Il 13 febbraio dell’anno scorso i cittadini di Berlino,  hanno votato per il ritorno totale dell’acqua in mani pubbliche, con una maggioranza che dire schiacciante è poco: il 98,2%. Un dato comprensibile a fronte di due dati: le bollette in una decina d’anni erano aumentate del 35% pur essendo la città ricchissima di acqua, mentre le società che erano entrate con il 49% nel servizio idrico (Rwa e Veolia, quest’ultima interessata anche all’Italia) avevano realizzato molti più utili del 51% pubblico, praticamente mangiandosi tutti gli aumenti e sottraendo così grandi risorse alle casse cittadine.

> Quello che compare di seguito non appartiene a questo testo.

//! Complaints and feedback submitted by students.

use std::fmt;
use std::str::FromStr;

use super::{AttendanceDate, Username};

/// Maximum length of an issue category.
pub const CATEGORY_MAX: usize = 64;
/// Maximum length of an issue subject.
pub const SUBJECT_MAX: usize = 200;
/// Maximum length of an issue message.
pub const MESSAGE_MAX: usize = 4000;

/// Validation errors for issue submissions.
#[derive(Debug, Clone, PartialEq, Eq, thiserror::Error)]
pub enum IssueValidationError {
    /// The kind was neither `complaint` nor `feedback`.
    #[error("issue type must be complaint or feedback")]
    UnknownKind,
    /// A required text field was blank.
    #[error("{field} must not be empty")]
    Empty { field: &'static str },
    /// A text field exceeded its limit.
    #[error("{field} must be at most {max} characters")]
    TooLong { field: &'static str, max: usize },
}

/// Kind of submission.
#[derive(Debug, Clone, Copy, PartialEq, Eq, Hash)]
pub enum IssueKind {
    /// Something went wrong.
    Complaint,
    /// General feedback.
    Feedback,
}

impl IssueKind {
    /// Stable lower-case name.
    pub const fn as_str(self) -> &'static str {
        match self {
            Self::Complaint => "complaint",
            Self::Feedback => "feedback",
        }
    }
}

impl fmt::Display for IssueKind {
    fn fmt(&self, f: &mut fmt::Formatter<'_>) -> fmt::Result {
        f.write_str(self.as_str())
    }
}

impl FromStr for IssueKind {
    type Err = IssueValidationError;

    fn from_str(s: &str) -> Result<Self, Self::Err> {
        match s.trim().to_ascii_lowercase().as_str() {
            "complaint" => Ok(Self::Complaint),
            "feedback" => Ok(Self::Feedback),
            _ => Err(IssueValidationError::UnknownKind),
        }
    }
}

fn bounded_text(
    raw: &str,
    field: &'static str,
    max: usize,
) -> Result<String, IssueValidationError> {
    let trimmed = raw.trim();
    if trimmed.is_empty() {
        return Err(IssueValidationError::Empty { field });
    }
    if trimmed.chars().count() > max {
        return Err(IssueValidationError::TooLong { field, max });
    }
    Ok(trimmed.to_owned())
}

/// Validated issue ready to be stored.
#[derive(Debug, Clone, PartialEq, Eq)]
pub struct NewIssue {
    username: Username,
    kind: IssueKind,
    category: String,
    subject: String,
    message: String,
    date: AttendanceDate,
}

/// Raw issue fields as received from a caller.
#[derive(Debug, Clone, Copy)]
pub struct IssueDraft<'a> {
    /// `complaint` or `feedback`, any case.
    pub kind: &'a str,
    /// Free-form category such as `food`.
    pub category: &'a str,
    /// One-line summary.
    pub subject: &'a str,
    /// Full text.
    pub message: &'a str,
}

impl NewIssue {
    /// Validate a draft submitted by `username` on `date`.
    pub fn new(
        username: Username,
        date: AttendanceDate,
        draft: IssueDraft<'_>,
    ) -> Result<Self, IssueValidationError> {
        Ok(Self {
            username,
            kind: draft.kind.parse()?,
            category: bounded_text(draft.category, "category", CATEGORY_MAX)?,
            subject: bounded_text(draft.subject, "subject", SUBJECT_MAX)?,
            message: bounded_text(draft.message, "message", MESSAGE_MAX)?,
            date,
        })
    }

    /// Submitting user.
    pub fn username(&self) -> &Username {
        &self.username
    }

    /// Complaint or feedback.
    pub fn kind(&self) -> IssueKind {
        self.kind
    }

    /// Trimmed category.
    pub fn category(&self) -> &str {
        &self.category
    }

    /// Trimmed subject.
    pub fn subject(&self) -> &str {
        &self.subject
    }

    /// Trimmed message.
    pub fn message(&self) -> &str {
        &self.message
    }

    /// Submission date.
    pub fn date(&self) -> AttendanceDate {
        self.date
    }
}
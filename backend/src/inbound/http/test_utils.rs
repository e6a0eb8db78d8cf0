//! Test helpers for inbound HTTP handlers.

use std::sync::Arc;

use actix_web::dev::{ServiceFactory, ServiceRequest, ServiceResponse};
use actix_web::{App, web};

use crate::Trace;
use crate::domain::ports::{
    MockAdminCommand, MockAdminQuery, MockAttendanceCommand, MockAttendanceQuery,
    MockBillingQuery, MockIssueCommand, MockLoginService,
};
use crate::inbound::http::api_scope;
use crate::inbound::http::state::HttpState;

/// Mocked driving ports; unset expectations fail the test when called.
#[derive(Default)]
pub(crate) struct MockPorts {
    pub login: MockLoginService,
    pub attendance: MockAttendanceCommand,
    pub attendance_query: MockAttendanceQuery,
    pub billing: MockBillingQuery,
    pub issues: MockIssueCommand,
    pub admin_query: MockAdminQuery,
    pub admin: MockAdminCommand,
}

impl MockPorts {
    pub(crate) fn into_state(self) -> HttpState {
        HttpState {
            login: Arc::new(self.login),
            attendance: Arc::new(self.attendance),
            attendance_query: Arc::new(self.attendance_query),
            billing: Arc::new(self.billing),
            issues: Arc::new(self.issues),
            admin_query: Arc::new(self.admin_query),
            admin: Arc::new(self.admin),
        }
    }
}

/// Application serving the API scope over `ports`.
pub(crate) fn test_app(
    ports: MockPorts,
) -> App<
    impl ServiceFactory<
        ServiceRequest,
        Config = (),
        Response = ServiceResponse,
        Error = actix_web::Error,
        InitError = (),
    >,
> {
    App::new()
        .app_data(web::Data::new(ports.into_state()))
        .wrap(Trace)
        .service(api_scope())
}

Ora questo è accaduto nella città più grande del continente europeo (il territorio comunale è nove volte quello di Parigi) e nella capitale della Germania che non solo detta la politica economica, ma che sembra fornire ispirazione al nostro governo. Dovrebbe essere un motivo in più per non tentare di forzare e manomettere  il referendum che pochi mesi dopo quello di Berlino ha sancito anche in Italia la volontà di non affidare a voraci società private, peraltro in massima parte straniere, l’acqua che è un bene comune. Invece il governo dei tecnici che finora non hanno risolto nulla, pensano di privatizzare l’acqua immolandola a un ipotetico rilancio del Paese, basato sulle parole d’ordine del liberismo.

E così un Parlamento ridotto ad essere la voce di un lobbismo selvaggio e improprio, non solo si appresta ad abbandonarsi per mancanza di idee e di cojones, al vacuo mantra delle privatizzazioni che in Italia sono state massicce negli ultimi 15 anni con il risultato della crescita zero, ma anche di affossare la democrazia reale che si è espressa nei referendum appena pochi mesi fa. Il disegno è quello di fare gli interessi di se stessi o delle proprie  convinzioni instaurando una specie di dittatura della necessità.

Ma necessità di che? La vicenda di Berlino e anche quella di Parigi dove è avvenuta la medesima cosa, dimostra che nel medio periodo le privatizzazioni dell’acqua appesantiscono la condizione dei cittadini con bollette più pesanti e aggravano la situazione dei conti pubblici perché la parte del leone la fanno i privati. Sono necessità a la carte che vanno dietro a interessi precisi e che in cambio di un beneficio momentaneo creano ancora una volta speculazione, sudditanza e recessione. Per non dire che questi ulteriori legami pubblico-privato peggiorano quella opacità plumbea di rapporti nella quale siamo immersi con il codazzo di fondi dietro cui si nascondono soci occulti e  gli stessi istituti bancari ed enti locali che premono sulla privatizzazione.

Non so in che termini possa essere ignorata la volontà popolare in maniera così clamorosa: una delle due leggi abrogate dal referendum sull’acqua aveva caratteri generali e tali da non poter essere ripristinata nella sua sostanza senza un grave vulnus della democrazia. E temo che il farsi scudo di ipotetiche necessità sia un’offesa   all’intelligenza dei cittadini. Mi permetto di dubitare che esistano vitali imperativi, così  come dubito che licenziamenti più facili, liberalizzazioni di tassisti e farmacie siano la panacea per la crescita: stuzzicandenti contro il drago nella migliore delle ipotesi, viatico per capitali speculativi già pronti nella realtà.

Qui  si può firmare l’appello che a questo è non solo per l’acqua pubblica, ma anche per la democrazia. Un governo tecnico non può abrogare di fatto i risultati di un referendum, appellandosi tra l’altro a quel mercato che non sembra dargli affatto retta. Ma temo che non sia più questione di firme, ma di ribellarsi alla dittatura del mercatismo cieco e sordo ad ogni diritto, a ogni senso della comunità, proprio quello che ci ha trascinato in questa condizione. E’ ora di dire ai medici che comincino a curare se stessi.